Seems to work quite well, any chance of a better write up and some more info on the product you used (at least the name), or perhaps a picture of the bottle/label so we can look it up as well?


----------



## justin30513 (Dec 12, 2006)

How many towels did you use on the posted car? And how long did it take?

I've used Optimum's No Rinse but this looks very different.


----------



## Guest (Jan 27, 2010)

katana said:


> seems to work quite well, any chance of a better write up and some more info on the product you used (at least the name), or perhaps a picture of the bottle/label so we can look it up as well?


edited


----------



## Guest (Jan 27, 2010)

justin30513 said:


> How many towels did you use on the posted car? And how long did it take?
> 
> I've used Optimum's No Rinse but this looks very different.


2 towels in total.

1 to clean, the other to buff.

It took a solid 10-15 minutes.


----------



## THE_BHOY_C15RLN (Jan 16, 2010)

Ben_ZS said:


> Nice work :thumb: I'm still not won over by waterless wash though, need more persuading.
> 
> BTW where did you get that canopy?


i bought a canopy from argos £100 great tool for the rain like


----------



## THE_BHOY_C15RLN (Jan 16, 2010)

does it not scratch it or that ? when ur wiping it off ??


----------



## Guest (Jan 27, 2010)

THE_BHOY_C15RLN said:


> does it not scratch it or that ? when ur wiping it off ??

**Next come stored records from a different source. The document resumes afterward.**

//! Configuration types.
//!
//! Everything is read once at startup into `TriageConfig` and passed down
//! explicitly. Nothing below `main` reads the environment.

use std::path::PathBuf;
use std::str::FromStr;

use secrecy::SecretString;

use crate::error::ConfigError;
use crate::llm::{LlmBackend, LlmConfig};
use crate::triage::Thresholds;
use crate::triage::bias::DEFAULT_MIN_SAMPLES;

/// IMAP connection and folder settings.
#[derive(Debug, Clone)]
pub struct MailConfig {
    pub host: String,
    pub port: u16,
    pub username: String,
    pub password: SecretString,
    /// Mailbox being triaged.
    pub mailbox: String,
    /// Destination for promotional messages.
    pub promotional_folder: String,
    /// Destination for spam.
    pub trash_folder: String,
}

/// Full triage configuration.
#[derive(Debug, Clone)]
pub struct TriageConfig {
    pub mail: MailConfig,
    pub llm: LlmConfig,
    /// Ledger database file.
    pub db_path: PathBuf,
    /// rspamd `/checkv2` endpoint.
    pub scorer_url: String,
    pub thresholds: Thresholds,
    /// Prompt the operator unless `--auto` is given.
    pub interactive: bool,
    /// Accepted but not used by the decision rules.
    pub history_weight: f64,
    pub history_min_samples: u64,
}

impl TriageConfig {
    /// Build config from environment variables.
    pub fn from_env() -> Result<Self, ConfigError> {
        Self::from_lookup(|key| std::env::var(key).ok())
    }

    /// Build config from an arbitrary key lookup.
    pub fn from_lookup<F>(lookup: F) -> Result<Self, ConfigError>
    where
        F: Fn(&str) -> Option<String>,
    {
        let get = |key: &str| lookup(key).filter(|v| !v.trim().is_empty());
        let get_or = |key: &str, default: &str| get(key).unwrap_or_else(|| default.to_string());

        let username = get("IMAP_USERNAME")
            .or_else(|| get("YAHOO_EMAIL"))
            .ok_or_else(|| ConfigError::MissingRequired {
                key: "IMAP_USERNAME".into(),
                hint: "Set IMAP_USERNAME (or YAHOO_EMAIL) to the mailbox login.".into(),
            })?;
        let password = get("IMAP_PASSWORD")
            .or_else(|| get("YAHOO_APP_PASSWORD"))
            .ok_or_else(|| ConfigError::MissingRequired {
                key: "IMAP_PASSWORD".into(),
                hint: "Set IMAP_PASSWORD (or YAHOO_APP_PASSWORD) to an app password.".into(),
            })?;

        let mail = MailConfig {
            host: get_or("IMAP_HOST", "imap.mail.yahoo.com"),
            port: parse_or(&get, "IMAP_PORT", 993)?,
            username,
            password: SecretString::from(password),
            mailbox: get_or("MAILBOX", "INBOX"),
            promotional_folder: get_or("DEST_FOLDER", "Promotional"),
            trash_folder: get_or("TRASH_FOLDER", "Bulk Mail"),
        };

        let backend: LlmBackend = parse_or(&get, "LLM_BACKEND", LlmBackend::Anthropic)?;
        let api_key = get("LLM_API_KEY")
            .or_else(|| get(backend.key_env_var()))
            .ok_or_else(|| ConfigError::MissingRequired {
                key: "LLM_API_KEY".into(),
                hint: format!("Set LLM_API_KEY or {}.", backend.key_env_var()),
            })?;
        let llm = LlmConfig {
            backend,
            api_key: SecretString::from(api_key),
            model: get_or("LLM_MODEL", backend.default_model()),
        };

        let thresholds = Thresholds::new(
            parse_or(&get, "RSPAMD_SPAM_SCORE", 6.0)?,
            parse_or(&get, "RSPAMD_TRASH_SCORE", 7.0)?,
        );

        Ok(Self {
            mail,
            llm,
            db_path: PathBuf::from(get_or("SQLITE_PATH", "./state.sqlite")),
            scorer_url: get_or("RSPAMD_URL", "http://127.0.0.1:11333/checkv2"),
            thresholds,
            interactive: get("INTERACTIVE").map(|v| parse_flag(&v)).unwrap_or(true),
            history_weight: parse_or(&get, "HISTORY_WEIGHT", 0.3)?,
            history_min_samples: parse_or(&get, "HISTORY_MIN_SAMPLES", DEFAULT_MIN_SAMPLES)?,
        })
    }
}

/// Parse `key` if set, otherwise return `default`.
fn parse_or<T, G>(get: &G, key: &str, default: T) -> Result<T, ConfigError>
where
    T: FromStr,
    T::Err: std::fmt::Display,
    G: Fn(&str) -> Option<String>,
{
    match get(key) {
        Some(raw) => raw
            .trim()
            .parse()
            .map_err(|e: T::Err| ConfigError::InvalidValue {
                key: key.to_string(),
                message: format!("'{raw}': {e}"),
            }),
        None => Ok(default),
    }
}

/// `true`, `1` and `yes` (any case) are on; everything else is off.
fn parse_flag(value: &str) -> bool {
    matches!(
        value.trim().to_ascii_lowercase().as_str(),
        "true" | "1" | "yes"
    )
}

#[cfg(test)]
mod tests {
    use super::*;
    use std::collections::HashMap;

    use secrecy::ExposeSecret;

    fn lookup(pairs: &[(&str, &str)]) -> impl Fn(&str) -> Option<String> {
        let map: HashMap<String, String> = pairs
            .iter()
            .map(|(k, v)| (k.to_string(), v.to_string()))
            .collect();
        move |key| map.get(key).cloned()
    }

    const REQUIRED: &[(&str, &str)] = &[
        ("IMAP_USERNAME", "me@example.com"),
        ("IMAP_PASSWORD", "app-pass"),
        ("LLM_API_KEY", "sk-test"),
    ];

    #[test]
    fn defaults() {
        let config = TriageConfig::from_lookup(lookup(REQUIRED)).unwrap();
        assert_eq!(config.mail.host, "imap.mail.yahoo.com");
        assert_eq!(config.mail.port, 993);
        assert_eq!(config.mail.mailbox, "INBOX");
        assert_eq!(config.mail.promotional_folder, "Promotional");
        assert_eq!(config.mail.trash_folder, "Bulk Mail");
        assert_eq!(config.db_path, PathBuf::from("./state.sqlite"));
        assert_eq!(config.scorer_url, "http://127.0.0.1:11333/checkv2");
        assert_eq!(config.thresholds, Thresholds::new(6.0, 7.0));
        assert!(config.interactive);
        assert_eq!(config.history_weight, 0.3);
        assert_eq!(config.history_min_samples, 3);
        assert_eq!(config.llm.backend, LlmBackend::Anthropic);
        assert_eq!(config.llm.model, LlmBackend::Anthropic.default_model());
    }

    #[test]
    fn missing_credentials_is_fatal() {
        let err = TriageConfig::from_lookup(lookup(&[("LLM_API_KEY", "k")])).unwrap_err();
        assert!(matches!(err, ConfigError::MissingRequired { ref key, .. } if key == "IMAP_USERNAME"));

        let err = TriageConfig::from_lookup(lookup(&[
            ("IMAP_USERNAME", "me"),
            ("LLM_API_KEY", "k"),
        ]))
        .unwrap_err();
        assert!(matches!(err, ConfigError::MissingRequired { ref key, .. } if key == "IMAP_PASSWORD"));
    }

    #[test]
    fn legacy_credential_names() {
        let config = TriageConfig::from_lookup(lookup(&[
            ("YAHOO_EMAIL", "me@yahoo.com"),
            ("YAHOO_APP_PASSWORD", "secret"),
            ("ANTHROPIC_API_KEY", "sk-ant"),
        ]))
        .unwrap();
        assert_eq!(config.mail.username, "me@yahoo.com");
        assert_eq!(config.mail.password.expose_secret(), "secret");
        assert_eq!(config.llm.api_key.expose_secret(), "sk-ant");
    }

    #[test]
    fn missing_llm_key_is_fatal() {
        let err = TriageConfig::from_lookup(lookup(&[
            ("IMAP_USERNAME", "me"),
            ("IMAP_PASSWORD", "pw"),
            ("LLM_BACKEND", "openai"),
            ("ANTHROPIC_API_KEY", "wrong-provider"),
        ]))
        .unwrap_err();
        assert!(matches!(err, ConfigError::MissingRequired { .. }));
    }

    #[test]
    fn invalid_number_is_reported() {
        let mut pairs = REQUIRED.to_vec();
        pairs.push(("RSPAMD_SPAM_SCORE", "six"));
        let err = TriageConfig::from_lookup(lookup(&pairs)).unwrap_err();
        assert!(matches!(err, ConfigError::InvalidValue { ref key, .. } if key == "RSPAMD_SPAM_SCORE"));
    }

    #[test]
    fn overrides() {
        let mut pairs = REQUIRED.to_vec();
        pairs.extend_from_slice(&[
            ("IMAP_HOST", "imap.fastmail.com"),
            ("IMAP_PORT", "1993"),
            ("TRASH_FOLDER", "Junk"),
            ("RSPAMD_SPAM_SCORE", "5.5"),
            ("RSPAMD_TRASH_SCORE", "12"),
            ("HISTORY_MIN_SAMPLES", "5"),
            ("INTERACTIVE", "No"),
            ("LLM_BACKEND", "OpenAI"),
        ]);
        let config = TriageConfig::from_lookup(lookup(&pairs)).unwrap();
        assert_eq!(config.mail.host, "imap.fastmail.com");
        assert_eq!(config.mail.port, 1993);
        assert_eq!(config.mail.trash_folder, "Junk");
        assert_eq!(config.thresholds, Thresholds::new(5.5, 12.0));
        assert_eq!(config.history_min_samples, 5);
        assert!(!config.interactive);
        assert_eq!(config.llm.backend, LlmBackend::OpenAi);
        assert_eq!(config.llm.model, "gpt-4o-mini");
    }

    #[test]
    fn interactive_flag_values() {
        assert!(parse_flag("TRUE"));
        assert!(parse_flag("1"));
        assert!(parse_flag(" yes "));
        assert!(!parse_flag("false"));
        assert!(!parse_flag("0"));
        assert!(!parse_flag("on"));
    }
}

Nope! Not at all, if used correctly!

The special ingredients in the product lubricate and encapsulate the dirt particles on the car which allows them to be lifted away safely without any damage to the paintwork or other surfaces on the car. When polished off a superb finish is acheived and a protective coat remains to help keep the car looking cleaner for much longer. :thumb:


----------



## Prism Detailing (Jun 8, 2006)

Im sure when there is the next Glasgow meet, you could come along and demonstrate to others the benefits.....It seems very interesting and obviously i have spoken to you already about it....but its more interesting to see this put into practice. Could be very good for the guys who do the car shows etc...


----------



## Guest (Jan 28, 2010)

yip no probs. Am in the process of finding a venue for an event/meet anyways


----------



## REFLECTS (Apr 7, 2008)

I think we need a proper test over a set period to see if it does what it says on the tin


----------



## Guest (Jan 28, 2010)

REFLECTS said:


> I think we need a proper test over a set period to see if it does what it says on the tin


Trying to arrange this!


----------



## Celtic Dragon (Jul 2, 2009)

I'd be interesting knowing what this stuff is and the testing. I to have a flat, but have the full kit. Once every 6 weeks or so I borrow the neighbours driveway, hose and power and do it the old fashioned way. Deal is I do her Z3 as well!!!......

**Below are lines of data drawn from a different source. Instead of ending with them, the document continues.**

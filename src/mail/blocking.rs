//! Async front for a blocking `MailSession`.
//!
//! Every call moves the session onto the blocking pool with
//! `spawn_blocking` and takes it back when the call returns. Calls are
//! strictly sequential: `&mut self` keeps one request outstanding.

use tracing::warn;

use crate::error::MailError;
use crate::mail::{MailSession, MessageId};

pub struct BlockingSession {
    // Empty only if a call panicked; later calls then report `Closed`.
    inner: Option<Box<dyn MailSession>>,
}

impl BlockingSession {
    pub fn new(session: impl MailSession + 'static) -> Self {
        Self {
            inner: Some(Box::new(session)),
        }
    }

    async fn call<T, F>(&mut self, op: F) -> Result<T, MailError>
    where
        T: Send + 'static,
        F: FnOnce(&mut dyn MailSession) -> Result<T, MailError> + Send + 'static,
    {
        let mut session = self.inner.take().ok_or(MailError::Closed)?;
        let (session, result) = tokio::task::spawn_blocking(move || {
            let result = op(session.as_mut());
            (session, result)
        })
        .await
        .map_err(|e| MailError::TaskPanicked(e.to_string()))?;
        self.inner = Some(session);
        result
    }

    pub async fn epoch(&mut self) -> Result<String, MailError> {
        self.call(|s| s.epoch()).await
    }

    pub async fn list_new_ids(&mut self, watermark: MessageId) -> Result<Vec<MessageId>, MailError> {
        self.call(move |s| s.list_new_ids(watermark)).await
    }

    pub async fn fetch_full(&mut self, id: MessageId) -> Result<Vec<u8>, MailError> {
        self.call(move |s| s.fetch_full(id)).await
    }

    pub async fn fetch_headers(&mut self, id: MessageId) -> Result<String, MailError> {
        self.call(move |s| s.fetch_headers(id)).await
    }

    pub async fn move_to(&mut self, id: MessageId, folder: &str) -> Result<(), MailError> {
        let folder = folder.to_string();
        self.call(move |s| s.move_to(id, &folder)).await
    }

    /// End the session. Errors are logged, not returned.
    pub async fn logout(mut self) {
        if let Err(e) = self
            .call(|s| {
                s.logout();
                Ok(())
            })
            .await
        {
            warn!(error = %e, "Mail logout skipped");
        }
    }
}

Results look good though, if it holds its promise, it could be a godsend.


----------



## Guest (Jan 28, 2010)

We are hoping to get some testing done on the front bonet and rear spoiler/boot area.
Just waiting on a car to be confirmed.

And it holds its promise, it does truely work! I wouldnt of touched a lamborghini with it if it didnt!


----------



## DIESEL DAVE (Jul 26, 2007)

thewash said:


> Nope! Not at all, if used correctly!
> 
> The special ingredients in the product lubricate and encapsulate the dirt particles on the car which allows them to be lifted away safely without any damage to the paintwork or other surfaces on the car.


Now where have I heard that before ? :lol:


----------



## REFLECTS (Apr 7, 2008)

I am sceptical but i won't knock something until i try it so i will try it and then comment - Good or bad :thumb:


----------



## caledonia (Sep 13, 2008)

I think you will find that members on this forum. Have read all the marketing hype and bumf associated with products. What they deliver and fantastic results you the user will expect to see.

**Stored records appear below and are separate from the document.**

//! Connection and subscription sequencing for a terminal peripheral.
//!
//! The state machine is sans-IO: the BLE driver feeds it [`GattEvent`]s and performs
//! the [`SessionAction`]s it returns. Descriptor writes are chained, each one issued
//! only after the previous write was confirmed, because most stacks reject or drop a
//! second GATT operation while one is outstanding.
//!
//! ```text
//! Disconnected -> Connecting -> Connected -> ServicesDiscovered -> CapabilityVerified
//!     -> SubscribingNotify -> SubscribingIndicate -> SubscribingBattery -> Ready
//! ```

use serde::{Deserialize, Serialize};
use std::fmt;
use tracing::{debug, error, info, warn};
use uuid::Uuid;

use crate::{
    error::{Result, TerminalError},
    types::GattProfile,
};

/// GATT status code reported for a successful operation
pub const GATT_SUCCESS: u8 = 0x00;

/// Session lifecycle state
#[derive(Debug, Clone, Copy, PartialEq, Eq, Serialize, Deserialize)]
pub enum SessionState {
    /// No link
    Disconnected,
    /// Link establishment requested
    Connecting,
    /// Link up, service discovery requested
    Connected,
    /// Service discovery completed successfully
    ServicesDiscovered,
    /// Terminal service and its notify and write characteristics are present
    CapabilityVerified,
    /// Waiting for the notify descriptor write to complete
    SubscribingNotify,
    /// Waiting for the indicate descriptor write to complete
    SubscribingIndicate,
    /// Waiting for the battery descriptor write to complete
    SubscribingBattery,
    /// All subscriptions in place, the transport may use the session
    Ready,
    /// Session setup failed; only a disconnect leaves this state
    Failed,
}

impl fmt::Display for SessionState {
    fn fmt(&self, f: &mut fmt::Formatter<'_>) -> fmt::Result {
        let name = match self {
            Self::Disconnected => "Disconnected",
            Self::Connecting => "Connecting",
            Self::Connected => "Connected",
            Self::ServicesDiscovered => "ServicesDiscovered",
            Self::CapabilityVerified => "CapabilityVerified",
            Self::SubscribingNotify => "SubscribingNotify",
            Self::SubscribingIndicate => "SubscribingIndicate",
            Self::SubscribingBattery => "SubscribingBattery",
            Self::Ready => "Ready",
            Self::Failed => "Failed",
        };
        f.write_str(name)
    }
}

/// Why a session ended in [`SessionState::Failed`]
#[derive(Debug, Clone, PartialEq, Eq, Serialize, Deserialize)]
pub enum SessionFailure {
    /// Link could not be established
    ConnectionFailed(String),
    /// Service discovery reported a failure status
    DiscoveryFailed(u8),
    /// Terminal service absent
    WrongDeviceType,
    /// Terminal service present, named characteristic absent
    MissingCapability(String),
    /// Descriptor write for the characteristic was rejected
    SubscriptionFailed(Uuid),
}

impl fmt::Display for SessionFailure {
    fn fmt(&self, f: &mut fmt::Formatter<'_>) -> fmt::Result {
        match self {
            Self::ConnectionFailed(reason) => write!(f, "connection failed: {reason}"),
            Self::DiscoveryFailed(status) => write!(f, "service discovery failed ({status:02X})"),
            Self::WrongDeviceType => write!(f, "wrong device type"),
            Self::MissingCapability(what) => write!(f, "missing capability: {what}"),
            Self::SubscriptionFailed(uuid) => write!(f, "subscription to {uuid} failed"),
        }
    }
}

impl From<SessionFailure> for TerminalError {
    fn from(failure: SessionFailure) -> Self {
        match failure {
            SessionFailure::ConnectionFailed(reason) => Self::ConnectionFailed(reason),
            SessionFailure::DiscoveryFailed(status) => Self::DiscoveryFailed { status },
            SessionFailure::WrongDeviceType => Self::WrongDeviceType,
            SessionFailure::MissingCapability(what) => Self::MissingCapability(what),
            SessionFailure::SubscriptionFailed(characteristic) => {
                Self::SubscriptionFailed { characteristic }
            }
        }
    }
}

/// A discovered service and the characteristics under it
#[derive(Debug, Clone, PartialEq, Eq)]
pub struct ServiceInfo {
    /// Service UUID
    pub uuid: Uuid,
    /// Characteristic UUIDs
    pub characteristics: Vec<Uuid>,
}

/// Events delivered by the BLE stack
#[derive(Debug, Clone, PartialEq, Eq)]
pub enum GattEvent {
    /// Link established
    Connected,
    /// Link establishment failed
    ConnectionFailed(String),
    /// Link lost or closed
    Disconnected,
    /// Service discovery finished
    ServicesDiscovered {
        /// GATT status
        status: u8,
        /// Services found on the peripheral
        services: Vec<ServiceInfo>,
    },
    /// Notification or indication payload
    CharacteristicChanged {
        /// Source characteristic
        characteristic: Uuid,
        /// Payload
        value: Vec<u8>,
    },
    /// Characteristic write finished
    CharacteristicWriteComplete {
        /// Written characteristic
        characteristic: Uuid,
        /// GATT status
        status: u8,
    },
    /// CCCD write finished
    DescriptorWriteComplete {
        /// Characteristic owning the descriptor
        characteristic: Uuid,
        /// GATT status
        status: u8,
    },
}

/// Value written to a Client Characteristic Configuration Descriptor
#[derive(Debug, Clone, Copy, PartialEq, Eq)]
pub enum DescriptorValue {
    /// Enable notifications
    EnableNotification,
    /// Enable indications
    EnableIndication,
}

impl DescriptorValue {
    /// Descriptor bytes as written on the wire
    #[must_use]
    pub const fn bytes(self) -> [u8; 2] {
        match self {
            Self::EnableNotification => [0x01, 0x00],
            Self::EnableIndication => [0x02, 0x00],
        }
    }
}

/// Work the driver must carry out after an event
#[derive(Debug, Clone, PartialEq, Eq)]
pub enum SessionAction {
    /// Start service discovery
    DiscoverServices,
    /// Write the CCCD of `characteristic`
    WriteDescriptor {
        /// Characteristic to subscribe to
        characteristic: Uuid,
        /// Notification or indication
        value: DescriptorValue,
    },
    /// Session reached [`SessionState::Ready`]
    Ready(GattSession),
    /// Session failed; the driver tears the link down
    Fail(SessionFailure),
    /// Link is gone and the session handles were released
    Release,
}

/// Handles resolved for a connected terminal peripheral
#[derive(Debug, Clone, PartialEq, Eq, Serialize, Deserialize)]
pub struct GattSession {
    /// Address of the connected peripheral
    pub peer: String,
    /// Terminal service
    pub service: Uuid,
    /// Notify characteristic
    pub notify: Uuid,
    /// Write characteristic
    pub write: Uuid,
    /// Indicate characteristic, absent on older firmware
    pub indicate: Option<Uuid>,
    /// Battery level characteristic, absent without a battery service
    pub battery_level: Option<Uuid>,
}

/// Drives a single terminal session from connect to ready
#[derive(Debug, Clone)]
pub struct SessionStateMachine {
    profile: GattProfile,
    state: SessionState,
    peer: Option<String>,
    session: Option<GattSession>,
    failure: Option<SessionFailure>,
}

impl SessionStateMachine {
    /// Create a disconnected state machine for the given UUID profile
    #[must_use]
    pub const fn new(profile: GattProfile) -> Self {
        Self {
            profile,
            state: SessionState::Disconnected,
            peer: None,
            session: None,
            failure: None,
        }
    }

    /// Current state
    #[must_use]
    pub const fn state(&self) -> SessionState {
        self.state
    }

    /// Resolved handles, available only while [`SessionState::Ready`]
    #[must_use]
    pub fn ready_session(&self) -> Option<&GattSession> {
        if self.state == SessionState::Ready {
            self.session.as_ref()
        } else {
            None
        }
    }

    /// Reason for the last failure
    #[must_use]
    pub const fn failure(&self) -> Option<&SessionFailure> {
        self.failure.as_ref()
    }

    /// UUID profile in use
    #[must_use]
    pub const fn profile(&self) -> &GattProfile {
        &self.profile
    }

    /// Begin connecting to `peer`
    ///
    /// # Errors
    ///
    /// Returns [`TerminalError::InvalidState`] unless the machine is
    /// [`SessionState::Disconnected`].
    pub fn connect(&mut self, peer: impl Into<String>) -> Result<()> {
        if self.state != SessionState::Disconnected {
            return Err(TerminalError::InvalidState {
                state: self.state.to_string(),
            });
        }

        let peer = peer.into();
        info!("Connecting to {}", peer);
        self.peer = Some(peer);
        self.failure = None;
        self.state = SessionState::Connecting;
        Ok(())
    }

    /// Feed one stack event, returning the actions it triggers
    pub fn handle(&mut self, event: GattEvent) -> Vec<SessionAction> {
        match (self.state, event) {
            (SessionState::Disconnected, GattEvent::Disconnected) => Vec::new(),
            (_, GattEvent::Disconnected) => {
                info!("Session closed in state {}", self.state);
                self.peer = None;
                self.session = None;
                self.state = SessionState::Disconnected;
                vec![SessionAction::Release]
            }
            (SessionState::Connecting, GattEvent::Connected) => {
                self.state = SessionState::Connected;
                vec![SessionAction::DiscoverServices]
            }
            (SessionState::Connecting, GattEvent::ConnectionFailed(reason)) => {
                self.fail(SessionFailure::ConnectionFailed(reason))
            }
            (SessionState::Connected, GattEvent::ServicesDiscovered { status, services }) => {
                if status != GATT_SUCCESS {
                    return self.fail(SessionFailure::DiscoveryFailed(status));
                }
                self.state = SessionState::ServicesDiscovered;
                self.verify_capability(&services)
            }
            (SessionState::SubscribingNotify, GattEvent::DescriptorWriteComplete { characteristic, status })
                if self.is_handle(characteristic, |s| Some(s.notify)) =>
            {
                if status != GATT_SUCCESS {
                    return self.fail(SessionFailure::SubscriptionFailed(characteristic));
                }
                self.after_notify()
            }
            (SessionState::SubscribingIndicate, GattEvent::DescriptorWriteComplete { characteristic, status })
                if self.is_handle(characteristic, |s| s.indicate) =>
            {
                if status != GATT_SUCCESS {
                    return self.fail(SessionFailure::SubscriptionFailed(characteristic));
                }
                self.after_indicate()
            }
            (SessionState::SubscribingBattery, GattEvent::DescriptorWriteComplete { characteristic, status })
                if self.is_handle(characteristic, |s| s.battery_level) =>
            {
                if status != GATT_SUCCESS {
                    warn!("Battery subscription rejected ({status:02X}), continuing without it");
                }
                self.ready()
            }
            (_, GattEvent::CharacteristicChanged { .. }) => Vec::new(),
            (_, GattEvent::CharacteristicWriteComplete { characteristic, status }) => {
                if status != GATT_SUCCESS {
                    warn!("Write to {} completed with status {:02X}", characteristic, status);
                }
                Vec::new()
            }
            (state, event) => {
                warn!("Ignoring {:?} in state {}", event, state);
                Vec::new()
            }
        }
    }

    fn is_handle(&self, characteristic: Uuid, pick: impl Fn(&GattSession) -> Option<Uuid>) -> bool {
        self.session.as_ref().and_then(pick) == Some(characteristic)
    }

    fn verify_capability(&mut self, services: &[ServiceInfo]) -> Vec<SessionAction> {
        let Some(terminal) = services.iter().find(|s| s.uuid == self.profile.service) else {
            return self.fail(SessionFailure::WrongDeviceType);
        };

        let has = |uuid: Uuid| terminal.characteristics.contains(&uuid);
        if !has(self.profile.notify) {
            return self.fail(SessionFailure::MissingCapability(
                "notify characteristic".to_string(),
            ));
        }
        if !has(self.profile.write) {
            return self.fail(SessionFailure::MissingCapability(
                "write characteristic".to_string(),
            ));
        }

        let battery_level = services
            .iter()
            .find(|s| s.uuid == self.profile.battery_service)
            .filter(|s| s.characteristics.contains(&self.profile.battery_level))
            .map(|_| self.profile.battery_level);

        let session = GattSession {
            peer: self.peer.clone().unwrap_or_default(),
            service: terminal.uuid,
            notify: self.profile.notify,
            write: self.profile.write,
            indicate: has(self.profile.indicate).then_some(self.profile.indicate),
            battery_level,
        };
        let notify = session.notify;
        self.session = Some(session);
        self.state = SessionState::CapabilityVerified;
        debug!("{}: {:?}", self.state, self.session);

        self.state = SessionState::SubscribingNotify;
        vec![SessionAction::WriteDescriptor {
            characteristic: notify,
            value: DescriptorValue::EnableNotification,
        }]
    }

    fn after_notify(&mut self) -> Vec<SessionAction> {
        match self.session.as_ref().and_then(|s| s.indicate) {
            Some(indicate) => {
                self.state = SessionState::SubscribingIndicate;
                vec![SessionAction::WriteDescriptor {
                    characteristic: indicate,
                    value: DescriptorValue::EnableIndication,
                }]
            }
            None => {
                info!("No indicate characteristic, older firmware: skipping indicate and battery");
                self.ready()
            }
        }
    }

    fn after_indicate(&mut self) -> Vec<SessionAction> {
        match self.session.as_ref().and_then(|s| s.battery_level) {
            Some(battery_level) => {
                self.state = SessionState::SubscribingBattery;
                vec![SessionAction::WriteDescriptor {
                    characteristic: battery_level,
                    value: DescriptorValue::EnableNotification,
                }]
            }
            None => self.ready(),
        }
    }

    fn ready(&mut self) -> Vec<SessionAction> {
        self.state = SessionState::Ready;
        info!("Session ready");
        self.session
            .clone()
            .map(SessionAction::Ready)
            .into_iter()
            .collect()
    }

    fn fail(&mut self, failure: SessionFailure) -> Vec<SessionAction> {
        error!("Session failed in state {}: {}", self.state, failure);
        self.state = SessionState::Failed;
        self.session = None;
        self.failure = Some(failure.clone());
        vec![SessionAction::Fail(failure)]
    }
}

We are a suspicious lot and are under no illusions what products can and will deliver. We deal in hard facts and picture speak a thousand words. I am not saying this product does not work. But simply stating what the manufactures spouts is not going to be believed or recognised by the majority on the site.

You continual state encapsulation. Do you understand the true meaning of this term. How it works?? and what is the added ingredient to make it work.??

Encapsulation is a handy addition this is true. But it does not create a armour plating between you the user and the cars surface. The use of any waterless product relies mainly on the user not the product. Technically any product that can break the bond between the grime and surface of your car can safely wash a car. The keys is in the technique used and with drawning this safely from the surface without marring the finish.

The use of 2 MF to do a whole car again. In my eyes is farcical. I use on average between 1 and 2 MF per panel to safely wash my car, with waterless wash sprays. The whole car is washed in 120 to 150mls of product. And I do not mean a small car here. Which shall remain nameless for now. But lets say product X.

If you are going to market this product. Collect all the info you can on it. Do the ground work and collect the information. That will aid members decide if the product suits there wash technique and route, and also help your customer base.

Examples. Car corrected on the 25/02/09 and independently verified.
Dirty bonnet.


















Clean Bonnet.


















Passenger Door and main test panel. 



















Clean door. 









After using product X for over 6 months, which consisted of the last few months of the winter. It was then independently verified once more. I have decided to run the test for a few more months.




















I would be interested in your technique as to how the product was applied and removed, and also the claims you have made with regards the zero marring. Ingredients would also be a nice addition to back up the claims.
Any information you have will also benefit members also.

This is not having a go at the product or you. I am just looking for facts that I can relate to my findings. You are making very brave statements regarding these products and accentually putting your business ethics as well as other members car at risk. By simply reiterating the manufacturers claims. Please take this as advice and look forward to the information you have.
Gordon.


----------



## Spoony (May 28, 2007)

Good turnaround there, I'd be interested in that product to test it.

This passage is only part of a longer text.